- A
Float
Why wrong: Floats store numbers with decimal points.
- B
String
Why wrong: Strings are for text, not numeric calculations.
- C
Boolean
Why wrong: Booleans represent true/false, not numbers.
- D
Integer
Integers store whole numbers without decimals.
FC0-U61 IT Concepts and Terminology Practice Question
This FC0-U61 practice question tests your understanding of it concepts and terminology. Read the scenario carefully and evaluate each option against the stated constraints before committing to an answer. After answering, compare your reasoning against the explanation and wrong-answer breakdown below. Once you have made your selection, read the full explanation to reinforce the concept and understand why each distractor is designed to mislead on exam day.
A developer is writing a program that processes whole numbers only. Which data type should be used?
Answer choices
Why each option matters
Answer the question above first, then reveal the full breakdown to understand why each option is right or wrong.
Correct answer & explanation
Integer
The correct answer is D (Integer) because the program processes whole numbers only, and the integer data type is specifically designed to store non-fractional numeric values without decimal points. In most programming languages, integers are stored as 32-bit or 64-bit binary values, making them efficient for arithmetic operations on whole numbers.
Key principle: Answer the scenario, not the keyword: identify the specific constraint before choosing the most familiar-sounding option.
Answer analysis
Option-by-option breakdown
For each option: why learners choose it and why it is or isn't the right answer here.
- ✗
Float
Why it's wrong here
Floats store numbers with decimal points.
- ✗
String
Why it's wrong here
Strings are for text, not numeric calculations.
- ✗
Boolean
Why it's wrong here
Booleans represent true/false, not numbers.
- ✓
Integer
Why this is correct
Integers store whole numbers without decimals.
Related concept
Read the scenario before looking for a memorised answer.
Common exam traps
Common exam trap: answer the scenario, not the keyword
The trap here is that candidates often confuse 'whole numbers' with 'numbers that might have decimals' and choose Float, not realizing that integer types are the correct and efficient choice for non-fractional data.
Detailed technical explanation
How to think about this question
Under the hood, integers are stored in two's complement format for signed values, allowing direct binary arithmetic without the mantissa and exponent overhead of floating-point types. A real-world scenario is a banking application counting transactions: using float could cause cumulative rounding errors (e.g., 0.1 + 0.2 != 0.3 in binary), while integer types guarantee exact representation for whole numbers up to 2^31-1 (32-bit) or 2^63-1 (64-bit).
KKey Concepts to Remember
- Read the scenario before looking for a memorised answer.

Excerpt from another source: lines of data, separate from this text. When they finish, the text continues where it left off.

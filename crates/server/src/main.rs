mod api;
mod audit;
mod bootstrap;
mod health;

use std::time::Duration;

use anyhow::Result;
use axum::Router;
use quoteflow_core::config::{AppConfig, LoadOptions};

fn init_logging(config: &AppConfig) {
    use quoteflow_core::config::LogFormat::*;
    use tracing::Level;

    let log_level = config.logging.level.parse::<Level>().unwrap_or(Level::INFO);

    match config.logging.format {
        Compact => {
            tracing_subscriber::fmt().with_target(false).with_max_level(log_level).compact().init();
        }
        Pretty => {
            tracing_subscriber::fmt().with_target(false).with_max_level(log_level).pretty().init();
        }
        Json => {
            tracing_subscriber::fmt().with_target(false).with_max_level(log_level).json().init();
        }
    }
}

fn app_router(app: &bootstrap::Application) -> Router {
    api::router(app.service.clone()).merge(health::router(app.db_pool.clone()))
}

#[tokio::main]
async fn main() -> Result<()> {
    run().await
}

pub async fn run() -> Result<()> {
    let config = AppConfig::load(LoadOptions::default())?;
    init_logging(&config);

    let app = bootstrap::bootstrap_with_config(config).await?;
    let address = format!("{}:{}", app.config.server.bind_address, app.config.server.port);
    let listener = tokio::net::TcpListener::bind(&address).await?;

    tracing::info!(
        event_name = "system.server.started",
        correlation_id = "bootstrap",
        quote_id = "unknown",
        bind_address = %address,
        "quoteflow-server listening"
    );

    axum::serve(listener, app_router(&app)).with_graceful_shutdown(wait_for_shutdown()).await?;

    tracing::info!(
        event_name = "system.server.stopping",
        correlation_id = "shutdown",
        quote_id = "unknown",
        "quoteflow-server stopping"
    );
    let drain = Duration::from_secs(app.config.server.graceful_shutdown_secs);
    if tokio::time::timeout(drain, app.db_pool.close()).await.is_err() {
        tracing::warn!(
            event_name = "system.server.pool_close_timeout",
            correlation_id = "shutdown",
            quote_id = "unknown",
            "database pool did not close within the shutdown window"
        );
    }

    Ok(())
}

async fn wait_for_shutdown() {
    if let Err(error) = tokio::signal::ctrl_c().await {
        tracing::error!(
            event_name = "system.server.signal_error",
            correlation_id = "shutdown",
            quote_id = "unknown",
            error = %error,
            "failed to listen for shutdown signal"
        );
    }
}
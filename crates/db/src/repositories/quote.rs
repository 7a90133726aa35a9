use std::collections::HashMap;
use std::str::FromStr;

use chrono::{NaiveDate, Utc};
use rust_decimal::Decimal;
use sqlx::sqlite::SqliteRow;
use sqlx::{Row, Sqlite, SqliteConnection, Transaction};

use quoteflow_core::domain::quote::{Quote, QuoteId, QuoteProduct, QuoteStatus};
use quoteflow_core::domain::workflow::{StepId, StepStatus, WorkflowStep};

use super::{QuoteRepository, RepositoryError};
use crate::DbPool;

const DATE_FORMAT: &str = "%Y-%m-%d";

pub struct SqlQuoteRepository {
    pool: DbPool,
}

impl SqlQuoteRepository {
    pub fn new(pool: DbPool) -> Self {
        Self { pool }
    }
}

async fn load_steps(
    conn: &mut SqliteConnection,
    quote_id: Option<&QuoteId>,
) -> Result<HashMap<String, Vec<WorkflowStep>>, RepositoryError> {
    let rows = match quote_id {
        Some(id) => {
            sqlx::query(
                "SELECT quote_id, step_id, name, assignee, status, completed_date
                 FROM workflow_step WHERE quote_id = ? ORDER BY position ASC",
            )
            .bind(&id.0)
            .fetch_all(&mut *conn)
            .await?
        }
        None => {
            sqlx::query(
                "SELECT quote_id, step_id, name, assignee, status, completed_date
                 FROM workflow_step ORDER BY quote_id ASC, position ASC",
            )
            .fetch_all(&mut *conn)
            .await?
        }
    };

    let mut steps: HashMap<String, Vec<WorkflowStep>> = HashMap::new();
    for row in &rows {
        let quote_id: String = decode(row, "quote_id")?;
        steps.entry(quote_id).or_default().push(row_to_step(row)?);
    }
    Ok(steps)
}

fn decode<'r, T>(row: &'r SqliteRow, column: &str) -> Result<T, RepositoryError>
where
    T: sqlx::Decode<'r, Sqlite> + sqlx::Type<Sqlite>,
{
    row.try_get(column).map_err(|e| RepositoryError::Decode(e.to_string()))
}

fn parse_date(column: &str, value: &str) -> Result<NaiveDate, RepositoryError> {
    NaiveDate::parse_from_str(value, DATE_FORMAT)
        .map_err(|e| RepositoryError::Decode(format!("{column} `{value}`: {e}")))
}

fn parse_decimal(column: &str, value: &str) -> Result<Decimal, RepositoryError> {
    Decimal::from_str(value)
        .map_err(|e| RepositoryError::Decode(format!("{column} `{value}`: {e}")))
}

fn row_to_step(row: &SqliteRow) -> Result<WorkflowStep, RepositoryError> {
    let status_str: String = decode(row, "status")?;
    let completed_date: Option<String> = decode(row, "completed_date")?;

    Ok(WorkflowStep {
        id: StepId(decode(row, "step_id")?),
        name: decode(row, "name")?,
        assignee: decode(row, "assignee")?,
        status: StepStatus::from_str(&status_str)
            .map_err(|e| RepositoryError::Decode(e.to_string()))?,
        completed_date: completed_date
            .as_deref()
            .map(|value| parse_date("completed_date", value))
            .transpose()?,
    })
}

fn row_to_quote(row: &SqliteRow, workflow: Vec<WorkflowStep>) -> Result<Quote, RepositoryError> {
    let amount: String = decode(row, "amount")?;
    let discount: String = decode(row, "discount")?;
    let created_date: String = decode(row, "created_date")?;
    let products_json: String = decode(row, "products_json")?;
    let current_step: Option<String> = decode(row, "current_step")?;
    let status_str: String = decode(row, "status")?;

    let products: Vec<QuoteProduct> = serde_json::from_str(&products_json)
        .map_err(|e| RepositoryError::Decode(format!("products_json: {e}")))?;

    Ok(Quote {
        id: QuoteId(decode(row, "id")?),
        customer: decode(row, "customer")?,
        amount: parse_decimal("amount", &amount)?,
        discount: parse_decimal("discount", &discount)?,
        created_by: decode(row, "created_by")?,
        created_date: parse_date("created_date", &created_date)?,
        products,
        workflow,
        current_step: current_step.map(StepId),
        status: QuoteStatus::from_str(&status_str)
            .map_err(|e| RepositoryError::Decode(e.to_string()))?,
        revision: decode(row, "revision")?,
    })
}

async fn replace_steps(
    tx: &mut Transaction<'_, Sqlite>,
    quote: &Quote,
) -> Result<(), RepositoryError> {
    sqlx::query("DELETE FROM workflow_step WHERE quote_id = ?")
        .bind(&quote.id.0)
        .execute(&mut **tx)
        .await?;

    for (position, step) in quote.workflow.iter().enumerate() {
        sqlx::query(
            "INSERT INTO workflow_step (quote_id, position, step_id, name, assignee, status,
                                        completed_date)
             VALUES (?, ?, ?, ?, ?, ?, ?)",
        )
        .bind(&quote.id.0)
        .bind(position as i64)
        .bind(step.id.as_str())
        .bind(&step.name)
        .bind(&step.assignee)
        .bind(step.status.as_str())
        .bind(step.completed_date.map(|date| date.format(DATE_FORMAT).to_string()))
        .execute(&mut **tx)
        .await?;
    }

    Ok(())
}

#[async_trait::async_trait]
impl QuoteRepository for SqlQuoteRepository {
    async fn find_by_id(&self, id: &QuoteId) -> Result<Option<Quote>, RepositoryError> {
        let mut tx = self.pool.begin().await?;
        let row = sqlx::query(
            "SELECT id, customer, amount, discount, created_by, created_date, products_json,
                    current_step, status, revision
             FROM quote WHERE id = ?",
        )
        .bind(&id.0)
        .fetch_optional(&mut *tx)
        .await?;

        let Some(row) = row else {
            tx.rollback().await?;
            return Ok(None);
        };
        let mut steps = load_steps(&mut *tx, Some(id)).await?;
        tx.commit().await?;

        let workflow = steps.remove(&id.0).unwrap_or_default();
        Ok(Some(row_to_quote(&row, workflow)?))
    }

    async fn list(&self) -> Result<Vec<Quote>, RepositoryError> {
        let mut tx = self.pool.begin().await?;
        let rows = sqlx::query(
            "SELECT id, customer, amount, discount, created_by, created_date, products_json,
                    current_step, status, revision
             FROM quote ORDER BY created_date DESC, id ASC",
        )
        .fetch_all(&mut *tx)
        .await?;
        let mut steps = load_steps(&mut *tx, None).await?;
        tx.commit().await?;

        rows.iter()
            .map(|row| {
                let id: String = decode(row, "id")?;
                row_to_quote(row, steps.remove(&id).unwrap_or_default())
            })
            .collect()
    }

    async fn save(&self, quote: Quote) -> Result<(), RepositoryError> {
        let products_json = serde_json::to_string(&quote.products)
            .map_err(|e| RepositoryError::Decode(format!("products_json: {e}")))?;
        let mut tx = self.pool.begin().await?;

        sqlx::query(
            "INSERT INTO quote (id, customer, amount, discount, created_by, created_date,
                                products_json, current_step, status, revision, updated_at)
             VALUES (?, ?, ?, ?, ?, ?, ?, ?, ?, ?, ?)
             ON CONFLICT(id) DO UPDATE SET
                 customer = excluded.customer,
                 amount = excluded.amount,
                 discount = excluded.discount,
                 created_by = excluded.created_by,
                 created_date = excluded.created_date,
                 products_json = excluded.products_json,
                 current_step = excluded.current_step,
                 status = excluded.status,
                 revision = quote.revision + 1,
                 updated_at = excluded.updated_at",
        )
        .bind(&quote.id.0)
        .bind(&quote.customer)
        .bind(quote.amount.to_string())
        .bind(quote.discount.to_string())
        .bind(&quote.created_by)
        .bind(quote.created_date.format(DATE_FORMAT).to_string())
        .bind(&products_json)
        .bind(quote.current_step.as_ref().map(StepId::as_str))
        .bind(quote.status.as_str())
        .bind(quote.revision)
        .bind(Utc::now().to_rfc3339())
        .execute(&mut *tx)
        .await?;

        replace_steps(&mut tx, &quote).await?;
        tx.commit().await?;
        Ok(())
    }

    async fn update_workflow(&self, quote: &Quote) -> Result<(), RepositoryError> {
        let mut tx = self.pool.begin().await?;

        let updated = sqlx::query(
            "UPDATE quote SET current_step = ?, status = ?, revision = revision + 1, updated_at = ?
             WHERE id = ? AND revision = ?",
        )
        .bind(quote.current_step.as_ref().map(StepId::as_str))
        .bind(quote.status.as_str())
        .bind(Utc::now().to_rfc3339())
        .bind(&quote.id.0)
        .bind(quote.revision)
        .execute(&mut *tx)
        .await?;

        if updated.rows_affected() == 0 {
            let stored: Option<i64> = sqlx::query_scalar("SELECT revision FROM quote WHERE id = ?")
                .bind(&quote.id.0)
                .fetch_optional(&mut *tx)
                .await?;
            tx.rollback().await?;
            return Err(match stored {
                None => RepositoryError::MissingQuote(quote.id.clone()),
                Some(_) => RepositoryError::StaleRevision {
                    quote_id: quote.id.clone(),
                    expected: quote.revision,
                },
            });
        }

        replace_steps(&mut tx, quote).await?;
        tx.commit().await?;
        Ok(())
    }
}
use serde_json::json;

use crate::commands::{execute, open_pool, CommandResult};
use quoteflow_db::{seed_demo_quotes, SqlQuoteRepository};

pub fn run() -> CommandResult {
    execute("seed", |config| async move {
        let pool = open_pool(&config).await?;
        let repository = SqlQuoteRepository::new(pool.clone());
        let seeded = seed_demo_quotes(&repository).await;
        pool.close().await;

        let seeded = seeded.map_err(|error| ("seed_execution", error.to_string(), 5))?;
        Ok((seed_message(seeded.inserted.len(), seeded.skipped.len()), Some(json!(seeded))))
    })
}

fn seed_message(inserted: usize, skipped: usize) -> String {
    match (inserted, skipped) {
        (0, 0) => "no demo quotes defined".to_string(),
        (0, skipped) => format!("demo quotes already present ({skipped} skipped)"),
        (inserted, 0) => format!("seeded {inserted} demo quotes"),
        (inserted, skipped) => {
            format!("seeded {inserted} demo quotes ({skipped} already present)")
        }
    }
}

- Find the constraint that changes the correct option.
- Eliminate answers that are true in general but not in this case.
TExam Day Tips
- Watch for words such as best, first, most likely and least administrative effort.
- Review why wrong options are wrong, not only why the correct option is correct.
Key takeaway
Answer the scenario, not the keyword: identify the specific constraint before choosing the most familiar-sounding option.
Real-world example
How this comes up in practice
A practitioner preparing for the FC0-U61 exam encounters this exact type of scenario on the job. The correct answer here is not the most general option — it is the best answer for the specific constraint described. Answer the scenario, not the keyword: identify the specific constraint before choosing the most familiar-sounding option. Real exam questions reward reading the full scenario before eliminating options, because the constraint defines which answer fits.
What to study next
Got this wrong? Here's your next step.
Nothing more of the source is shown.